From the Research
An elevated white blood cell (WBC) count with low eosinophils and lymphocytes on a complete blood count (CBC) typically indicates an acute inflammatory response, most commonly due to bacterial infection, and requires prompt evaluation and treatment to prevent complications. This pattern, known as a "left shift," occurs when your body rapidly produces neutrophils to fight infection, temporarily decreasing the relative percentages of other white blood cells like lymphocytes and eosinophils 1. You should consult with a healthcare provider promptly as this finding may require further evaluation including additional blood tests, imaging studies, or cultures to identify the underlying cause.

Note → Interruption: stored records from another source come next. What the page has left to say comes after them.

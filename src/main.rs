use clap::Parser;
use javelin::config::{WINDOW_HEIGHT, WINDOW_WIDTH};
use javelin::game::Game;
use javelin::logging;
use javelin::render::Renderer;
use javelin::throw_gen::ThrowGenerator;
use log::{info, warn};
use macroquad::prelude::*;

// --- Command Line Arguments ---
#[derive(Parser, Debug)]
#[command(author, version, about = "Two-player javelin throw, first to three round wins", long_about = None)]
struct Args {
    /// Seed for throw distances; omit for a fresh random match.
    #[arg(long)]
    seed: Option<u64>,

    /// Debug filter to specify log topics (e.g., "throw,round")
    /// Available topics: throw, anim, round, match, input
    #[arg(long)]
    debug_filter: Option<String>,

    /// Log level (off, error, warn, info, debug, trace)
    #[arg(long, default_value = "info")]
    log_level: String,
}

fn window_conf() -> Conf {
    Conf {
        window_title: "Javelin Throw".to_owned(),
        window_width: WINDOW_WIDTH,
        window_height: WINDOW_HEIGHT,
        window_resizable: false,
        ..Default::default()
    }
}

#[macroquad::main(window_conf)]
async fn main() {
    let args = Args::parse();

    if let Err(e) = logging::init_logger(logging::parse_level(&args.log_level), args.debug_filter.clone()) {
        eprintln!("Warning: Failed to initialize logger: {}", e);
    }
    if let Some(filter) = &args.debug_filter {
        for topic in filter.split(',').map(str::trim).filter(|t| !t.is_empty()) {
            if !logging::TOPICS.contains(&topic) {
                warn!("Unknown debug topic '{}' (known: {})", topic, logging::TOPICS.join(", "));
            }
        }
    }

    info!("Initializing Javelin Throw...");
    let distances = match args.seed {
        Some(seed) => {
            info!("Using throw seed {}", seed);
            ThrowGenerator::with_seed(seed)
        }
        None => ThrowGenerator::new(),
    };

    let mut game = Game::new(distances);
    let mut renderer = Renderer::new();
    game.run(&mut renderer).await;
}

Possible Causes and Diagnostic Approaches
- Bacterial infections, such as pneumonia, urinary tract infections, cellulitis, or appendicitis, are common causes of this pattern and may require antibiotic treatment.
- Severe stress, trauma, or corticosteroid use can also lead to this pattern.

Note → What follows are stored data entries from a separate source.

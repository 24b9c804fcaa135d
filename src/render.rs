use crate::animation::AnimationState;
use crate::config::{
    ARC_HEIGHT, GROUND_Y, HEAD_RADIUS, HEAD_Y, JAVELIN_LENGTH, MARKER_MAX_METERS, MARKER_STEP_METERS,
    PIXELS_PER_METER, PLAYER1_X, PLAYER2_X, RELEASE_OFFSET_X, RELEASE_Y, SCALE_ORIGIN_X, SCENE_HEIGHT,
    WINDOW_HEIGHT, WINDOW_WIDTH, WINS_TO_TAKE_MATCH,
};
use crate::input::{Button, button_rect, visible_buttons};
use crate::match_state::RoundThrows;
use crate::types::{MatchScore, PlayerId, RoundOutcome};
use crate::utils;
use macroquad::prelude::*;

const RULES: [&str; 5] = [
    "Players take turns throwing the javelin",
    "Player 1 must throw first, followed by Player 2",
    "The player who throws the furthest distance wins the round",
    "First to win 3 rounds wins the game",
    "Distances range from 50-100 meters",
];

fn background_color() -> Color {
    Color::from_rgba(44, 62, 80, 255)
}

fn highlight_color() -> Color {
    Color::from_rgba(76, 175, 80, 255)
}

fn javelin_color() -> Color {
    Color::from_rgba(255, 215, 0, 255)
}

fn player_color(player: PlayerId) -> Color {
    match player {
        PlayerId::One => Color::from_rgba(239, 68, 68, 255),
        PlayerId::Two => Color::from_rgba(59, 130, 246, 255),
    }
}

fn faded_color(mut color: Color, alpha: f32) -> Color {
    color.a *= alpha;
    color
}

/// Everything a frame needs, read off the game model.
#[derive(Debug, Clone, Copy)]
pub struct FrameView {
    pub score: MatchScore,
    pub round: u32,
    pub throws: RoundThrows,
    pub winner: Option<PlayerId>,
    pub in_flight: Option<AnimationState>,
    pub throw_enabled: [bool; 2],
    pub last_round: Option<RoundOutcome>,
    pub show_rules: bool,
}

/// Position and heading of the javelin for one frame.
#[derive(Debug, Clone, Copy, PartialEq)]
pub struct JavelinPose {
    pub position: Vec2,
    pub rotation: f32, // Radians, screen space (y down)
}

pub fn player_x(player: PlayerId) -> f32 {
    match player {
        PlayerId::One => PLAYER1_X,
        PlayerId::Two => PLAYER2_X,
    }
}

/// Where the javelin leaves the thrower's hand.
pub fn release_point(player: PlayerId) -> Vec2 {
    vec2(player_x(player) + RELEASE_OFFSET_X * player.facing(), RELEASE_Y)
}

/// Javelin pose along its flight.
///
/// Horizontal travel is linear over `distance * PIXELS_PER_METER`, height is a
/// half-sine peaking mid-flight, and the rotation follows the path tangent.
pub fn javelin_pose(state: &AnimationState) -> JavelinPose {
    let t = state.progress();
    let start = release_point(state.player);
    let span = state.distance_meters as f32 * PIXELS_PER_METER * state.player.facing();

    let position = vec2(
        utils::lerp(start.x, start.x + span, t),
        start.y - utils::sine_arc(ARC_HEIGHT, t),
    );
    let dx = span;
    let dy = -utils::sine_arc_slope(ARC_HEIGHT, t);

    JavelinPose {
        position,
        rotation: dy.atan2(dx),
    }
}

/// A thrower is highlighted while their javelin is in the air, or while
/// their throw control is live.
pub fn player_highlighted(view: &FrameView, player: PlayerId) -> bool {
    let throwing = view.in_flight.is_some_and(|s| s.player == player);
    throwing || view.throw_enabled[(player.number() - 1) as usize]
}

/// Distance scale markers as (meters, screen x).
pub fn distance_markers() -> impl Iterator<Item = (u32, f32)> {
    (0..=MARKER_MAX_METERS)
        .step_by(MARKER_STEP_METERS as usize)
        .map(|m| (m, SCALE_ORIGIN_X + m as f32 * PIXELS_PER_METER))
}

/// Handles rendering the game state using macroquad
#[derive(Debug, Default)]
pub struct Renderer {
    frames_drawn: u64,
}

impl Renderer {
    pub fn new() -> Self {
        Default::default()
    }

    pub fn frames_drawn(&self) -> u64 {
        self.frames_drawn
    }

    pub fn draw_frame(&mut self, view: &FrameView) {
        clear_background(BLACK);
        draw_rectangle(0.0, 0.0, WINDOW_WIDTH as f32, SCENE_HEIGHT as f32, background_color());

        Self::draw_field();
        for player in PlayerId::ALL {
            Self::draw_player(player, view);
        }
        Self::draw_recorded_distances(&view.throws);
        if let Some(state) = &view.in_flight {
            Self::draw_javelin(&javelin_pose(state));
        }

        Self::draw_hud(view);
        Self::draw_controls(view);

        if let Some(winner) = view.winner {
            Self::draw_announcement(&format!("{} Wins!", winner));
        }
        if view.show_rules {
            Self::draw_rules();
        }
        self.frames_drawn += 1;
    }

    fn draw_field() {
        draw_line(0.0, GROUND_Y, WINDOW_WIDTH as f32, GROUND_Y, 2.0, WHITE);
        for (meters, x) in distance_markers() {
            draw_line(x, GROUND_Y - 5.0, x, GROUND_Y + 5.0, 2.0, WHITE);
            draw_text(&format!("{}m", meters), x, GROUND_Y + 20.0, 16.0, WHITE);
        }
    }

    fn draw_player(player: PlayerId, view: &FrameView) {
        let x = player_x(player);
        let facing = player.facing();
        let throwing = view.in_flight.is_some_and(|s| s.player == player);
        let color = if player_highlighted(view, player) { highlight_color() } else { WHITE };

        // Head and body
        draw_circle_lines(x, HEAD_Y, HEAD_RADIUS, 2.0, color);
        draw_line(x, HEAD_Y + HEAD_RADIUS, x, GROUND_Y - 10.0, 2.0, color);

        // Throwing arm goes up, idle arm hangs forward
        let shoulder_y = HEAD_Y + 20.0;
        let (arm_dx, arm_dy) = if throwing { (25.0, -10.0) } else { (20.0, 10.0) };
        draw_line(x, shoulder_y, x + arm_dx * facing, shoulder_y + arm_dy, 2.0, color);

        // Legs
        let hip_y = GROUND_Y - 10.0;
        draw_line(x, hip_y, x + 15.0 * facing, GROUND_Y, 2.0, color);
        draw_line(x, hip_y, x - 15.0 * facing, GROUND_Y, 2.0, color);
    }

    fn draw_recorded_distances(throws: &RoundThrows) {
        for player in PlayerId::ALL {
            if let Some(distance) = throws.distance(player) {
                draw_text(&format!("{}m", distance), player_x(player) - 20.0, HEAD_Y - 20.0, 22.0, WHITE);
            }
        }
    }

    fn draw_javelin(pose: &JavelinPose) {
        let half = Vec2::from_angle(pose.rotation) * (JAVELIN_LENGTH / 2.0);
        let tail = pose.position - half;
        let tip = pose.position + half;
        draw_line(tail.x, tail.y, tip.x, tip.y, 2.0, javelin_color());
    }

    fn draw_hud(view: &FrameView) {
        let score_text = format!(
            "Player 1  {} - {}  Player 2",
            view.score.player1_wins, view.score.player2_wins
        );
        let dims = measure_text(&score_text, None, 26, 1.0);
        draw_text(&score_text, (WINDOW_WIDTH as f32 - dims.width) / 2.0, 28.0, 26.0, WHITE);

        let status = match (view.winner, view.last_round) {
            (Some(_), _) => format!("Match over after {} rounds", view.round),
            (None, Some(last)) => format!(
                "Round {} of first-to-{}  |  last: {}m vs {}m, {} took it",
                view.round, WINS_TO_TAKE_MATCH, last.player1_distance, last.player2_distance, last.winner
            ),
            (None, None) => format!("Round {} of first-to-{}", view.round, WINS_TO_TAKE_MATCH),
        };
        let dims = measure_text(&status, None, 16, 1.0);
        draw_text(&status, (WINDOW_WIDTH as f32 - dims.width) / 2.0, 50.0, 16.0, LIGHTGRAY);
    }

    fn draw_controls(view: &FrameView) {
        for button in visible_buttons(view.winner.is_some()) {
            let (label, color, enabled) = match *button {
                Button::Throw(player) => {
                    let idx = (player.number() - 1) as usize;
                    let key = if player == PlayerId::One { "A" } else { "L" };
                    (format!("Throw ({})", key), player_color(player), view.throw_enabled[idx])
                }
                Button::PlayAgain => ("Play Again".to_string(), Color::from_rgba(59, 130, 246, 255), true),
                Button::Rules => ("Rules (R)".to_string(), GRAY, true),
            };
            Self::draw_button(button_rect(*button), &label, color, enabled);
        }
    }

    fn draw_button(rect: Rect, label: &str, color: Color, enabled: bool) {
        let alpha = if enabled { 1.0 } else { 0.5 };
        draw_rectangle(rect.x, rect.y, rect.w, rect.h, faded_color(color, alpha));
        let font_size = (rect.h * 0.5).min(24.0) as u16;
        let dims = measure_text(label, None, font_size, 1.0);
        draw_text(
            label,
            rect.x + (rect.w - dims.width) / 2.0,
            rect.y + (rect.h + dims.offset_y) / 2.0,
            font_size as f32,
            faded_color(WHITE, alpha),
        );
    }

    fn draw_announcement(msg: &str) {
        let rect_width = 360.0;
        let rect_height = 90.0;
        let x = (WINDOW_WIDTH as f32 - rect_width) / 2.0;
        let y = (SCENE_HEIGHT as f32 - rect_height) / 2.0;
        draw_rectangle(x, y, rect_width, rect_height, Color::from_rgba(0, 0, 0, 180));

        let font_size = 40.0;
        let dims = measure_text(msg, None, font_size as u16, 1.0);
        draw_text(msg, x + (rect_width - dims.width) / 2.0, y + 50.0, font_size, WHITE);

        let hint = "Space / Enter to play again";
        let dims = measure_text(hint, None, 18, 1.0);
        draw_text(hint, x + (rect_width - dims.width) / 2.0, y + rect_height - 12.0, 18.0, LIGHTGRAY);
    }

    fn draw_rules() {
        let margin = 40.0;
        let (w, h) = (WINDOW_WIDTH as f32 - 2.0 * margin, WINDOW_HEIGHT as f32 - 2.0 * margin);
        draw_rectangle(margin, margin, w, h, Color::from_rgba(255, 255, 255, 240));

        let mut y = margin + 40.0;
        draw_text("How to Play", margin + 20.0, y, 32.0, BLACK);
        y += 36.0;
        draw_text(
            "Objective: be the first to win 3 rounds by throwing further.",
            margin + 20.0,
            y,
            18.0,
            DARKGRAY,
        );
        y += 30.0;
        for rule in RULES {
            draw_text(&format!("- {}", rule), margin + 30.0, y, 18.0, BLACK);
            y += 26.0;
        }
        draw_text("Press R to close", margin + 20.0, margin + h - 20.0, 18.0, GRAY);
    }
}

- The low eosinophil count (eosinopenia) specifically can be a marker of acute inflammation, while low lymphocytes (lymphopenia) may indicate the body's stress response through cortisol release 2.
- Recent studies have highlighted the role of extended white blood cell parameters, such as high fluorescence lymphocyte count (HFLC) and immature granulocyte (IG) count, in distinguishing between viral and bacterial infections 1.
Importance of Prompt Evaluation and Treatment
Without addressing the underlying cause, this imbalance in white blood cells can persist and potentially lead to complications of the primary condition. It is essential to identify the cause of the elevated WBC count and low eosinophils and lymphocytes to provide appropriate treatment and prevent long-term consequences. Prompt consultation with a healthcare provider is crucial to determine the best course of action and prevent potential complications.